The Eastern Congo Initiative (ECI) is an American nonprofit organization established by Ben Affleck and Whitney Williams in 2010 as "the first U.S.-based advocacy and grant-making initiative wholly focused on working with and for the people of eastern Congo". ECI provides development grants and international advocacy for community-building initiatives in the Democratic Republic of Congo.

==Background==
Affleck began to explore the possibility of becoming more actively involved in philanthropy in 2007 and was drawn to New York Times columnist Nicholas Kristof's coverage of human rights abuses in the Democratic Republic of Congo. During two 2008 trips, Affleck reported on the humanitarian crisis for ABC News Nightline and directed a short film, Gimme Shelter, for the UN Refugee Agency. He also spoke at the Combating Global Poverty event during the 2008 Democratic National Convention.
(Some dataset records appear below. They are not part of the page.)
//! # devbox
//!
//! A batch file-conversion toolbox. Three converters and one AI helper,
//! each a synchronous procedure from input files to exactly one output
//! artifact:
//!
//! ```text
//! zip      archive.zip      →  archive_converted.zip   (.php/.sql → .txt inside)
//! convert  loose files      →  one .txt, or converted_files.zip
//! images   image files      →  one image, or compressed_images.zip
//! prompt   one image        →  English prompt + Arabic explanation
//! ```
//!
//! # Module Map
//!
//! | Module | Role |
//! |--------|------|
//! | [`rename`] | The `.php`/`.sql` → `.txt` rewrite policy every converter shares |
//! | [`archive`] | Archive codec boundary (`ArchiveCodec` trait) and the zip implementation |
//! | [`convert`] | Archive transcoding and loose-file batch conversion |
//! | [`imaging`] | Image codec boundary and the smaller-wins recompression procedure |
//! | [`prompt`] | Generative endpoint boundary and the derive/refine prompt session |
//! | [`types`] | `InputFile` and `ConversionResult`, shared by all converters |
//! | [`error`] | Crate-wide error taxonomy |
//! | [`output`] | CLI display formatting for results |
//!
//! # Design Decisions
//!
//! ## Capabilities Are Injected
//!
//! The procedures never reach for a concrete codec or HTTP client. Each
//! external collaborator (archive codec, image codec, generation endpoint)
//! is a narrow trait passed in by the caller, so tests substitute recording
//! fakes and the policy code stays library-agnostic.
//!
//! ## Sequential By Contract
//!
//! Per-file work inside a batch is deliberately sequential: archive entry
//! order must be deterministic, and the archive writer is exclusively owned
//! by the one in-progress procedure call. There is no parallel fan-out to
//! coordinate and no shared mutable state between operations.
//!
//! ## All-Or-Nothing Results
//!
//! A procedure returns a complete [`types::ConversionResult`] or an error,
//! never a partial artifact. Per-file trouble inside a batch degrades that
//! file (stored unmodified, or dropped where the policy says so) instead of
//! aborting the batch, unless zero files would succeed, which fails the
//! whole operation.
//!
//! ## Never Larger Than The Input
//!
//! Image recompression keeps whichever of {original, re-encoded} is
//! smaller, per file. The tool can fail to shrink an image; it cannot grow
//! one.

pub mod archive;
pub mod convert;
pub mod error;
pub mod imaging;
pub mod output;
pub mod prompt;
pub mod rename;
pub mod types;
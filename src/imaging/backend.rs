//! Image codec trait and shared types.
//!
//! The recompression procedure needs exactly one operation from a codec:
//! decode a buffer and re-encode it, at its own pixel dimensions, in a
//! concrete output format. Keeping the trait that narrow decouples the
//! procedure from the `image` crate's full surface and makes the mock
//! trivial.

use thiserror::Error;

#[derive(Error, Debug)]
pub enum CodecError {
    #[error("decode failed: {0}")]
    Decode(String),
    #[error("encode failed: {0}")]
    Encode(String),
}

/// Concrete output encoding. "Keep original" is resolved to one of these
/// before any codec is touched; see [`Target`](super::Target).
#[derive(Debug, Clone, Copy, PartialEq, Eq)]
pub enum OutputFormat {
    Webp,
    Png,
    Jpeg,
}

impl OutputFormat {
    /// Extension used when an artifact is renamed to this format.
    pub fn extension(self) -> &'static str {
        match self {
            OutputFormat::Webp => "webp",
            OutputFormat::Png => "png",
            OutputFormat::Jpeg => "jpg",
        }
    }
}

/// Lossy encoder quality, 0–100.
///
/// Defaults to 80, the tool's fixed setting. PNG and the lossless WebP
/// encoder ignore it.
#[derive(Debug, Clone, Copy, PartialEq, Eq)]
pub struct Quality(u8);

impl Quality {
    pub fn new(value: u8) -> Self {
        Self(value.min(100))
    }

    pub fn value(self) -> u8 {
        self.0
    }
}

impl Default for Quality {
    fn default() -> Self {
        Self(80)
    }
}

/// Trait for image codecs.
pub trait ImageCodec {
    /// Decode `bytes` and re-encode the raster at its original dimensions.
    fn reencode(
        &self,
        bytes: &[u8],
        format: OutputFormat,
        quality: Quality,
    ) -> Result<Vec<u8>, CodecError>;
}
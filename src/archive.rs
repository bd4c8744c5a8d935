//! Archive codec boundary.
//!
//! The conversion procedures never touch the `zip` crate directly. They see
//! two narrow capabilities (open an archive into entries, and write entries
//! into a new archive), so tests can substitute a recording fake and the
//! concrete codec can change without touching policy code.
//!
//! Everything is in-memory: an archive is `&[u8]` in and `Vec<u8>` out.
//! The inputs this tool handles are user uploads, not multi-gigabyte
//! backups, so buffering whole entries is the simple and correct trade.

use crate::error::{Error, Result};
use std::io::{Cursor, Read, Write};
use time::OffsetDateTime;
use zip::write::FileOptions;
use zip::{DateTime, ZipArchive, ZipWriter};

/// One unit inside an archive: a file with content, or a directory
/// placeholder with none.
#[derive(Debug, Clone, PartialEq, Eq)]
pub struct ArchiveEntry {
    pub name: String,
    pub is_dir: bool,
    /// Stored modification time, when the source archive had one.
    pub modified: Option<OffsetDateTime>,
    /// Always empty for directories.
    pub data: Vec<u8>,
}

impl ArchiveEntry {
    pub fn file(name: impl Into<String>, data: Vec<u8>, modified: Option<OffsetDateTime>) -> Self {
        Self {
            name: name.into(),
            is_dir: false,
            modified,
            data,
        }
    }

    pub fn directory(name: impl Into<String>) -> Self {
        Self {
            name: name.into(),
            is_dir: true,
            modified: None,
            data: Vec::new(),
        }
    }
}

/// Capability to parse an existing archive and to start writing a new one.
pub trait ArchiveCodec {
    /// Parse `bytes` into entries, in the archive's stored order.
    ///
    /// A buffer that is not a readable archive is [`Error::ArchiveFormat`].
    fn open(&self, bytes: &[u8]) -> Result<Vec<ArchiveEntry>>;

    /// Begin a new archive.
    fn writer(&self) -> Box<dyn ArchiveWriter>;
}

/// Write half of the codec boundary. Exclusively owned by one procedure
/// call for its whole lifetime; entries land in the order `add` is called.
pub trait ArchiveWriter {
    /// Append one entry. Entries without a modification time are stamped
    /// with the current time.
    fn add(&mut self, entry: &ArchiveEntry) -> Result<()>;

    /// Finalize and return the complete archive buffer.
    fn finish(self: Box<Self>) -> Result<Vec<u8>>;
}

/// Production codec backed by the `zip` crate.
pub struct ZipCodec;

impl ZipCodec {
    pub fn new() -> Self {
        Self
    }
}

impl Default for ZipCodec {
    fn default() -> Self {
        Self::new()
    }
}

impl ArchiveCodec for ZipCodec {
    fn open(&self, bytes: &[u8]) -> Result<Vec<ArchiveEntry>> {
        let mut archive = ZipArchive::new(Cursor::new(bytes))
            .map_err(|e| Error::ArchiveFormat(e.to_string()))?;

        let mut entries = Vec::with_capacity(archive.len());
        for i in 0..archive.len() {
            let mut file = archive
                .by_index(i)
                .map_err(|e| Error::ArchiveFormat(e.to_string()))?;

            if file.is_dir() {
                entries.push(ArchiveEntry::directory(file.name()));
                continue;
            }

            let mut data = Vec::with_capacity(file.size() as usize);
            file.read_to_end(&mut data)
                .map_err(|e| Error::ArchiveFormat(e.to_string()))?;
            let modified = file.last_modified().to_time().ok();
            entries.push(ArchiveEntry::file(file.name(), data, modified));
        }
        Ok(entries)
    }

    fn writer(&self) -> Box<dyn ArchiveWriter> {
        Box::new(ZipBufferWriter {
            inner: ZipWriter::new(Cursor::new(Vec::new())),
        })
    }
}

struct ZipBufferWriter {
    inner: ZipWriter<Cursor<Vec<u8>>>,
}

impl ZipBufferWriter {
    fn options_for(entry: &ArchiveEntry) -> FileOptions {
        let stamp = entry.modified.unwrap_or_else(OffsetDateTime::now_utc);
        let mut options = FileOptions::default();
        // DOS timestamps only cover 1980..=2107 at 2-second resolution;
        // out-of-range stamps fall back to the zip crate's default.
        if let Ok(dt) = DateTime::try_from(stamp) {
            options = options.last_modified_time(dt);
        }
        options
    }
}

impl ArchiveWriter for ZipBufferWriter {
    fn add(&mut self, entry: &ArchiveEntry) -> Result<()> {
        let options = Self::options_for(entry);
        if entry.is_dir {
            self.inner
                .add_directory(entry.name.as_str(), options)
                .map_err(|e| Error::ArchiveFormat(e.to_string()))?;
        } else {
            self.inner
                .start_file(entry.name.as_str(), options)
                .map_err(|e| Error::ArchiveFormat(e.to_string()))?;
            self.inner.write_all(&entry.data)?;
        }
        Ok(())
    }

    fn finish(mut self: Box<Self>) -> Result<Vec<u8>> {
        let cursor = self
            .inner
            .finish()
            .map_err(|e| Error::ArchiveFormat(e.to_string()))?;
        Ok(cursor.into_inner())
    }
}
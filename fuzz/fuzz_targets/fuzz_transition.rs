#![no_main]

use std::sync::Arc;
use std::time::Duration;

use arbitrary::Arbitrary;
use landgrab::game::check_invariants;
use landgrab::{Direction, Move, Piece, Play, Player, PlayerSlot, Rules, State};
use libfuzzer_sys::fuzz_target;

/// Structured input for transition fuzzing.
#[derive(Arbitrary, Debug)]
struct TransitionInput {
    /// Pieces per side (capped).
    piece_count: u8,
    /// Starting life (capped).
    life: u8,
    /// Starting damage (capped).
    damage: u8,
    /// Life gained per kill.
    life_growth: u8,
    /// Damage gained per kill.
    damage_growth: u8,
    /// Raw moves per turn: piece id and direction index.
    turns: Vec<Vec<(u8, u8)>>,
}

fuzz_target!(|input: TransitionInput| {
    let rules = match Rules::new(
        Duration::from_secs(30),
        u32::from(input.piece_count % 6) + 1,
        i32::from(input.life % 8) + 1,
        i32::from(input.damage % 4) + 1,
        i32::from(input.life_growth % 4),
        i32::from(input.damage_growth % 4),
    ) {
        Ok(rules) => rules,
        Err(e) => panic!("capped rules rejected: {e}"),
    };
    let idle: Arc<dyn Player> = Arc::new(|_: &State| -> Play { Play::new() });
    let mut state = State::new(rules, Arc::clone(&idle), idle);

    for moves in input.turns.iter().take(64) {
        // Ids outside the game and repeated pieces are deliberately allowed
        let play: Play = moves
            .iter()
            .take(16)
            .map(|&(id, direction)| {
                let direction = Direction::ALL[usize::from(direction) % Direction::ALL.len()];
                Move::new(Piece::new(u32::from(id), 1, 1), direction)
            })
            .collect();

        let before = state.clone();
        let next = state.next_state_with_play(&play);

        // Source state must be untouched
        assert_eq!(state, before, "transition mutated its source");

        let violations = check_invariants(&next);
        assert!(violations.is_empty(), "Invariants violated: {violations:?}");

        // Live pieces never increase and the mover never loses any
        assert!(next.pieces().len() <= state.pieces().len());
        let mover = state.current_player();
        assert_eq!(next.remaining(mover), state.remaining(mover));

        if state.winner() != PlayerSlot::NoPlayer {
            assert_eq!(next, state, "finished game changed");
        }
        state = next;
    }
});
//! Moves and plays.

use std::fmt;

use crate::game::{Direction, Piece};

/// A piece moving one step in a direction.
#[derive(Debug, Clone, Copy, PartialEq, Eq, Hash)]
pub struct Move {
    piece: Piece,
    direction: Direction,
}

impl Move {
    /// Create a move of the piece in the direction.
    #[must_use]
    pub const fn new(piece: Piece, direction: Direction) -> Self {
        Self { piece, direction }
    }

    /// Piece making the move.
    #[must_use]
    pub const fn piece(&self) -> Piece {
        self.piece
    }

    /// Direction of the move.
    #[must_use]
    pub const fn direction(&self) -> Direction {
        self.direction
    }
}

impl fmt::Display for Move {
    fn fmt(&self, f: &mut fmt::Formatter<'_>) -> fmt::Result {
        write!(f, "piece {} {}", self.piece.id(), self.direction)
    }
}

/// One side's whole turn: at most one move per piece, applied simultaneously.
pub type Play = Vec<Move>;

/// Canonical form of a play for order-insensitive comparison.
///
/// Moves in a play are simultaneous, so two plays holding the same moves in
/// different orders describe the same turn.
#[must_use]
pub fn canonical(play: &[Move]) -> Play {
    let mut sorted = play.to_vec();
    sorted.sort_by_key(|m| (m.piece().id(), m.direction()));
    sorted
}
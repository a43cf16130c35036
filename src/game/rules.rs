//! Per-game constants.

use std::time::Duration;

use crate::error::RulesError;

/// Largest piece count allowed. Every state owns a `board_size` squared
/// cell index, so this keeps one state at about 16 MiB.
const MAX_PIECE_COUNT: u32 = 1 << 10;

/// The variable parts of a game: how many pieces each side has, how strong
/// they start, and how much they grow for each kill.
///
/// The board is always square with side `2 * piece_count + 1`.
#[derive(Debug, Clone, Copy, PartialEq, Eq, Hash)]
pub struct Rules {
    turn_timeout: Duration,
    piece_count: u32,
    life: i32,
    damage: i32,
    life_growth: i32,
    damage_growth: i32,
}

impl Rules {
    /// Create rules from their parts.
    ///
    /// # Errors
    ///
    /// Returns a [`RulesError`] if there are no pieces, if starting life or
    /// damage isn't positive, or if a growth value is negative.
    pub const fn new(
        turn_timeout: Duration,
        piece_count: u32,
        life: i32,
        damage: i32,
        life_growth: i32,
        damage_growth: i32,
    ) -> Result<Self, RulesError> {
        if piece_count == 0 {
            return Err(RulesError::NoPieces);
        }
        if piece_count > MAX_PIECE_COUNT {
            return Err(RulesError::TooManyPieces(piece_count));
        }
        if life <= 0 {
            return Err(RulesError::NonPositiveLife(life));
        }
        if damage <= 0 {
            return Err(RulesError::NonPositiveDamage(damage));
        }
        if life_growth < 0 {
            return Err(RulesError::NegativeLifeGrowth(life_growth));
        }
        if damage_growth < 0 {
            return Err(RulesError::NegativeDamageGrowth(damage_growth));
        }
        Ok(Self {
            turn_timeout,
            piece_count,
            life,
            damage,
            life_growth,
            damage_growth,
        })
    }

    /// The stock rules: five pieces a side with three life and one damage,
    /// growing by one of each per kill, and a 30 second turn timer.
    #[must_use]
    pub const fn standard() -> Self {
        Self {
            turn_timeout: Duration::from_secs(30),
            piece_count: 5,
            life: 3,
            damage: 1,
            life_growth: 1,
            damage_growth: 1,
        }
    }

    /// Time an external driver should allow a player to choose a play.
    ///
    /// The engine never enforces it.
    #[must_use]
    pub const fn turn_timeout(&self) -> Duration {
        self.turn_timeout
    }

    /// Pieces per side.
    #[must_use]
    pub const fn piece_count(&self) -> u32 {
        self.piece_count
    }

    /// Side length of the square board.
    #[must_use]
    #[allow(clippy::cast_possible_wrap)]
    pub const fn board_size(&self) -> i32 {
        // Bounded by MAX_PIECE_COUNT.
        self.piece_count as i32 * 2 + 1
    }

    /// Starting life of every piece.
    #[must_use]
    pub const fn life(&self) -> i32 {
        self.life
    }

    /// Starting damage of every piece.
    #[must_use]
    pub const fn damage(&self) -> i32 {
        self.damage
    }

    /// Life a piece gains for each enemy it destroys.
    #[must_use]
    pub const fn life_growth(&self) -> i32 {
        self.life_growth
    }

    /// Damage a piece gains for each enemy it destroys.
    #[must_use]
    pub const fn damage_growth(&self) -> i32 {
        self.damage_growth
    }
}

impl Default for Rules {
    fn default() -> Self {
        Self::standard()
    }
}
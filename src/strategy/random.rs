//! Uniformly random strategy.

use std::sync::{Mutex, PoisonError};

use rand::rngs::StdRng;
use rand::{Rng, SeedableRng};

use crate::game::{Play, Player, State, legal_plays};

/// Chooses uniformly among every legal play.
#[derive(Debug)]
pub struct Random {
    rng: Mutex<StdRng>,
}

impl Random {
    /// Create the strategy with its random source seeded.
    #[must_use]
    pub fn new(seed: u64) -> Self {
        Self {
            rng: Mutex::new(StdRng::seed_from_u64(seed)),
        }
    }
}

impl Player for Random {
    fn play(&self, state: &State) -> Play {
        let mut plays = legal_plays(state);
        if plays.is_empty() {
            return Play::new();
        }
        let mut rng = self.rng.lock().unwrap_or_else(PoisonError::into_inner);
        let index = rng.random_range(0..plays.len());
        plays.swap_remove(index)
    }

    fn name(&self) -> &str {
        "random"
    }
}
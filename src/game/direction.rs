//! Compass directions a piece can move in.

use std::fmt;

/// One of the eight directions of movement.
///
/// North points towards row 0.
#[derive(Debug, Clone, Copy, PartialEq, Eq, Hash, PartialOrd, Ord)]
#[repr(u8)]
pub enum Direction {
    /// Towards row 0.
    North = 0,
    /// Towards row 0 and the last column.
    NorthEast = 1,
    /// Towards the last column.
    East = 2,
    /// Towards the last row and column.
    SouthEast = 3,
    /// Towards the last row.
    South = 4,
    /// Towards the last row and column 0.
    SouthWest = 5,
    /// Towards column 0.
    West = 6,
    /// Towards row 0 and column 0.
    NorthWest = 7,
}

impl Direction {
    /// Every direction, clockwise from north.
    pub const ALL: [Direction; 8] = [
        Direction::North,
        Direction::NorthEast,
        Direction::East,
        Direction::SouthEast,
        Direction::South,
        Direction::SouthWest,
        Direction::West,
        Direction::NorthWest,
    ];

    /// `(row, column)` offset of a single step.
    #[must_use]
    pub const fn offset(self) -> (i32, i32) {
        match self {
            Direction::North => (-1, 0),
            Direction::NorthEast => (-1, 1),
            Direction::East => (0, 1),
            Direction::SouthEast => (1, 1),
            Direction::South => (1, 0),
            Direction::SouthWest => (1, -1),
            Direction::West => (0, -1),
            Direction::NorthWest => (-1, -1),
        }
    }

    /// Lowercase, hyphenated name.
    #[must_use]
    pub const fn as_str(self) -> &'static str {
        match self {
            Direction::North => "north",
            Direction::NorthEast => "north-east",
            Direction::East => "east",
            Direction::SouthEast => "south-east",
            Direction::South => "south",
            Direction::SouthWest => "south-west",
            Direction::West => "west",
            Direction::NorthWest => "north-west",
        }
    }
}

impl fmt::Display for Direction {
    fn fmt(&self, f: &mut fmt::Formatter<'_>) -> fmt::Result {
        f.write_str(self.as_str())
    }
}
In 2009, he wrote an essay for Time, spoke at the Global Leadership Awards, and served as an executive producer of the HBO documentary film Reporter, which focused on Kristof's work in the Congo. After five visits to eastern Congo between 2007 and early 2010, Affleck developed "a clearer sense of what I wanted to do... What I found was that the people doing the best work, with the real expertise, who understood what was needed intuitively, just like they would in my neighborhood, who knew who the guy was to talk to, were community-based organizations."

==Aims==
In 2010, Affleck and Whitney Williams co-founded the Eastern Congo Initiative. Early investors included Howard Graham Buffett, Google, Laurene Powell Jobs, Pam Omidyar and Cindy McCain. ECI acts as a grant maker for Congolese-led, community-based organizations. ECI, with two employees in the US and 12 in the Congo, fundraises, makes grants and offers capacity-building support to over 20 charities. These local charities support survivors of rape and sexual violence, help to reintegrate child soldiers into their communities, promote economic opportunity, increase access to health care and education, and promote community-level peace and reconciliation. In an effort to create sustainable wealth, ECI offers training and resources to cooperatives of Congolese farmers while leveraging public-private partnerships. In 2010, ECI partnered cacao farmers with Seattle-based Theo Chocolate and, as of 2014, Theo is the biggest sourcer of cocoa beans in the Congo. In 2011, ECI began supporting coffee farmers to increase the quality and quantity of their crop production; Starbucks began exporting their coffee beans in 2015.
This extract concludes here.